[YOUR ASSIGNMENT]: Find the line with "pub fn get_record(&mut" in the entries below. Repeat it, every following line, and the line with "Drops every entry", exactly and with nothing added.

(Saved entries)

= = = =

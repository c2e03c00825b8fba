//! The store engine.

use crate::cache::{
    record_key, snapshot_key, CachePayload, ReadCache, CLEANED_PREFIX, CLEARED_PREFIX,
};
use crate::clock::{Clock, SystemClock};
use crate::config::StoreConfig;
use crate::crypto::FieldCodec;
use crate::element::{build_record, compose_key, require_key, RecordInput};
use crate::error::{StoreError, StoreResult};
use crate::events::{EventBus, StoreEvent};
use crate::stats::StoreStats;
use litekv_codec::{Record, TableData, Value};
use litekv_storage::{FileBackend, InMemoryBackend, StorageBackend};
use std::sync::mpsc::Receiver;
use std::sync::Arc;
use std::time::Duration;
use tracing::{debug, info, warn};

/// Addresses one record: a base key and an optional id.
#[derive(Debug, Clone, Default, PartialEq, Eq)]
pub struct KeyArgs {
    /// Base key.
    pub key: String,
    /// Explicit id appended to the key.
    pub id: Option<String>,
}

impl KeyArgs {
    /// Creates arguments for `key` with no id.
    pub fn new(key: impl Into<String>) -> Self {
        Self {
            key: key.into(),
            id: None,
        }
    }

    /// Sets the id.
    #[must_use]
    pub fn id(mut self, id: impl Into<String>) -> Self {
        self.id = Some(id.into());
        self
    }
}

impl From<&str> for KeyArgs {
    fn from(key: &str) -> Self {
        Self::new(key)
    }
}

/// Arguments for writing one record.
#[derive(Debug, Clone, Default, PartialEq)]
pub struct SetArgs {
    /// Base key.
    pub key: String,
    /// Value to store. Falsy values are not stored.
    pub value: Option<Value>,
    /// Explicit id appended to the key.
    pub id: Option<String>,
    /// Lifetime relative to now, stored as an absolute expiry.
    pub ttl: Option<Duration>,
}
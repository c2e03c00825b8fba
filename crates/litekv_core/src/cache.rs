//! Read-through cache for disk-backed stores.
//!
//! Entries expire a fixed time after insertion. Expiry is checked lazily
//! when an entry is read, and [`ReadCache::sweep`] drops every expired
//! entry at once. There are no timers.
//!
//! The cache is not coordinated with writers outside the owning store. A
//! record changed on disk by another handle keeps being served from the
//! cache until its entry expires.

use litekv_codec::Record;
use std::collections::HashMap;
use std::time::{Duration, Instant};

/// Prefix of snapshot keys written by `clear`.
pub const CLEARED_PREFIX: &str = "CLEARED_DATA";
/// Prefix of snapshot keys written by `clean`.
pub const CLEANED_PREFIX: &str = "CLEANED_DATA";

/// Builds the cache key a record of `table` is mirrored under.
///
/// The NUL separator cannot occur in a table name, so record keys never
/// collide across tables or with snapshot keys.
#[must_use]
pub fn record_key(table: &str, composed: &str) -> String {
    format!("{table}\u{0}{composed}")
}

/// Builds the synthetic key a clear or clean snapshot is stored under.
#[must_use]
pub fn snapshot_key(prefix: &str, table: &str, now_millis: u64) -> String {
    format!("{prefix}_{table}_{now_millis}")
}

/// A cached value.
#[derive(Debug, Clone, PartialEq)]
pub enum CachePayload {
    /// A plaintext record mirrored under its composed key.
    Record(Record),
    /// Records displaced by a clear or clean, as they were stored.
    Snapshot(Vec<Record>),
}

#[derive(Debug, Clone)]
struct CacheEntry {
    payload: CachePayload,
    inserted_at: Instant,
}

/// An expiring key to payload map.
#[derive(Debug)]
pub struct ReadCache {
    ttl: Duration,
    entries: HashMap<String, CacheEntry>,
}

impl ReadCache {
    /// Creates an empty cache whose entries live for `ttl`.
    #[must_use]
    pub fn new(ttl: Duration) -> Self {
        Self {
            ttl,
            entries: HashMap::new(),
        }
    }

    /// Returns the entry lifetime.
    #[must_use]
    pub fn ttl(&self) -> Duration {
        self.ttl
    }

    /// Number of entries, including expired ones not yet swept.
    #[must_use]
    pub fn len(&self) -> usize {
        self.entries.len()
    }

    /// Returns true when the cache holds no entries.
    #[must_use]
    pub fn is_empty(&self) -> bool {
        self.entries.is_empty()
    }

    fn is_expired(&self, entry: &CacheEntry, now: Instant) -> bool {
        now.saturating_duration_since(entry.inserted_at) >= self.ttl
    }

    /// Inserts or refreshes an entry.
    pub fn insert(&mut self, key: impl Into<String>, payload: CachePayload) {
        self.insert_at(key, payload, Instant::now());
    }

    /// Inserts or refreshes an entry as of `now`.
    pub fn insert_at(&mut self, key: impl Into<String>, payload: CachePayload, now: Instant) {
        self.entries.insert(
            key.into(),
            CacheEntry {
                payload,
                inserted_at: now,
            },
        );
    }

    /// Returns a live entry, dropping it first if it has expired.
    pub fn get(&mut self, key: &str) -> Option<&CachePayload> {
        self.get_at(key, Instant::now())
    }

    /// Returns an entry that is live as of `now`.
    pub fn get_at(&mut self, key: &str, now: Instant) -> Option<&CachePayload> {
        let expired = self
            .entries
            .get(key)
            .is_some_and(|entry| self.is_expired(entry, now));
        if expired {
            self.entries.remove(key);
            return None;
        }
        self.entries.get(key).map(|entry| &entry.payload)
    }

    /// Returns a live cached record. Snapshot entries are ignored.
    pub fn get_record(&mut self, key: &str) -> Option<&Record> {
        self.get_record_at(key, Instant::now())
    }

    /// Returns a cached record that is live as of `now`.
    pub fn get_record_at(&mut self, key: &str, now: Instant) -> Option<&Record> {
        match self.get_at(key, now)? {
            CachePayload::Record(record) => Some(record),
            CachePayload::Snapshot(_) => None,
        }
    }

    /// Removes an entry.
    pub fn remove(&mut self, key: &str) -> Option<CachePayload> {
        self.entries.remove(key).map(|entry| entry.payload)
    }

    /// Drops every expired entry. Returns how many were dropped.
    pub fn sweep(&mut self) -> usize {
        self.sweep_at(Instant::now())
    }

    /// Drops every entry expired as of `now`.
    pub fn sweep_at(&mut self, now: Instant) -> usize {
        let before = self.entries.len();
        let ttl = self.ttl;
        self.entries
            .retain(|_, entry| now.saturating_duration_since(entry.inserted_at) < ttl);
        before - self.entries.len()
    }
}
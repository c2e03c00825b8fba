//! Keygen command implementation.

use litekv_core::EncryptionConfig;

/// Prints a random secret and IV in the form the global options accept.
pub fn run() {
    let secret = EncryptionConfig::generate_secret();
    let iv = hex::encode(EncryptionConfig::generate_iv());
    println!("--secret {secret} --iv {iv}");
}
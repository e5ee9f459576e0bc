//! Terminal output for diagnostics and the final report.

use super::OutputFormat;
use crate::error::BundleIssue;
use crate::report::ScanReport;
use std::io::{self, Write};

/// Writes user-facing output to stdout.
#[derive(Debug, Clone, Copy, Default)]
pub struct OutputManager {
    quiet: bool,
}

impl OutputManager {
    /// Create a new output manager
    pub fn new(quiet: bool) -> Self {
        Self { quiet }
    }

    /// Print one line per skipped bundle unless quiet
    pub fn issues(&self, issues: &[BundleIssue]) -> io::Result<()> {
        if self.quiet {
            return Ok(());
        }
        let mut stdout = io::stdout().lock();
        for issue in issues {
            writeln!(stdout, "{}", issue)?;
        }
        stdout.flush()
    }

    /// Print the report in the requested format
    pub fn report(&self, report: &ScanReport, format: OutputFormat) -> crate::Result<()> {
        let mut stdout = io::stdout().lock();
        match format {
            OutputFormat::Text => report.render_text(&mut stdout)?,
            OutputFormat::Json => report.render_json(&mut stdout)?,
        }
        stdout.flush()?;
        Ok(())
    }
}
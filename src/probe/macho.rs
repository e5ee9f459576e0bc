//! Native Mach-O header inspection using goblin.
//!
//! Produces descriptors in the same shape the `file(1)` reduction yields, so
//! classification does not care which prober ran.

use super::{ArchitectureProber, UNIVERSAL_TOKEN, UNKNOWN_DESCRIPTOR};
use crate::error::ProbeError;
use goblin::mach::{Mach, MachO, cputype, header};
use std::path::Path;

/// Reads the executable and describes its Mach-O header.
#[derive(Clone, Copy, Debug, Default)]
pub struct MachOProber;

impl ArchitectureProber for MachOProber {
    fn probe(&self, executable: &Path) -> Result<String, ProbeError> {
        let buffer = std::fs::read(executable).map_err(|source| ProbeError::Read {
            path: executable.to_path_buf(),
            source,
        })?;

        let descriptor = describe_macho(&buffer);
        log::debug!("{}: {}", executable.display(), descriptor);
        Ok(descriptor)
    }
}

/// Describes a Mach-O image held in memory.
///
/// - fat header: `universal`
/// - thin image: `<bitness> <kind> <arch>`, e.g. `64-bit executable arm64`
/// - anything else: `unknown`
pub fn describe_macho(bytes: &[u8]) -> String {
    match Mach::parse(bytes) {
        Ok(Mach::Fat(_)) => UNIVERSAL_TOKEN.to_string(),
        Ok(Mach::Binary(macho)) => describe_image(&macho),
        Err(e) => {
            log::debug!("Not a Mach-O image: {}", e);
            UNKNOWN_DESCRIPTOR.to_string()
        }
    }
}

fn describe_image(macho: &MachO<'_>) -> String {
    let bitness = if macho.is_64 { "64-bit" } else { "32-bit" };

    let kind = match macho.header.filetype {
        header::MH_EXECUTE => "executable",
        header::MH_DYLIB => "dynamically linked shared library",
        header::MH_BUNDLE => "bundle",
        header::MH_OBJECT => "object",
        _ => "image",
    };

    format!("{} {} {}", bitness, kind, arch_name(macho.header.cputype))
}

fn arch_name(cpu: u32) -> &'static str {
    match cpu {
        cputype::CPU_TYPE_ARM64 => "arm64",
        cputype::CPU_TYPE_X86_64 => "x86_64",
        cputype::CPU_TYPE_X86 => "i386",
        cputype::CPU_TYPE_ARM => "arm",
        cputype::CPU_TYPE_POWERPC => "ppc",
        cputype::CPU_TYPE_POWERPC64 => "ppc64",
        _ => "unknown-cpu",
    }
}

= = = =

[WRITTEN RESPONSE]:
    pub fn get_record(&mut self, key: &str) -> Option<&Record> {
        self.get_record_at(key, Instant::now())
    }

    /// Returns a cached record that is live as of `now`.
    pub fn get_record_at(&mut self, key: &str, now: Instant) -> Option<&Record> {
        match self.get_at(key, now)? {
            CachePayload::Record(record) => Some(record),
            CachePayload::Snapshot(_) => None,
        }
    }

    /// Removes an entry.
    pub fn remove(&mut self, key: &str) -> Option<CachePayload> {
        self.entries.remove(key).map(|entry| entry.payload)
    }

    /// Drops every expired entry. Returns how many were dropped.
    pub fn sweep(&mut self) -> usize {
        self.sweep_at(Instant::now())
    }

    /// Drops every entry expired as of `now`.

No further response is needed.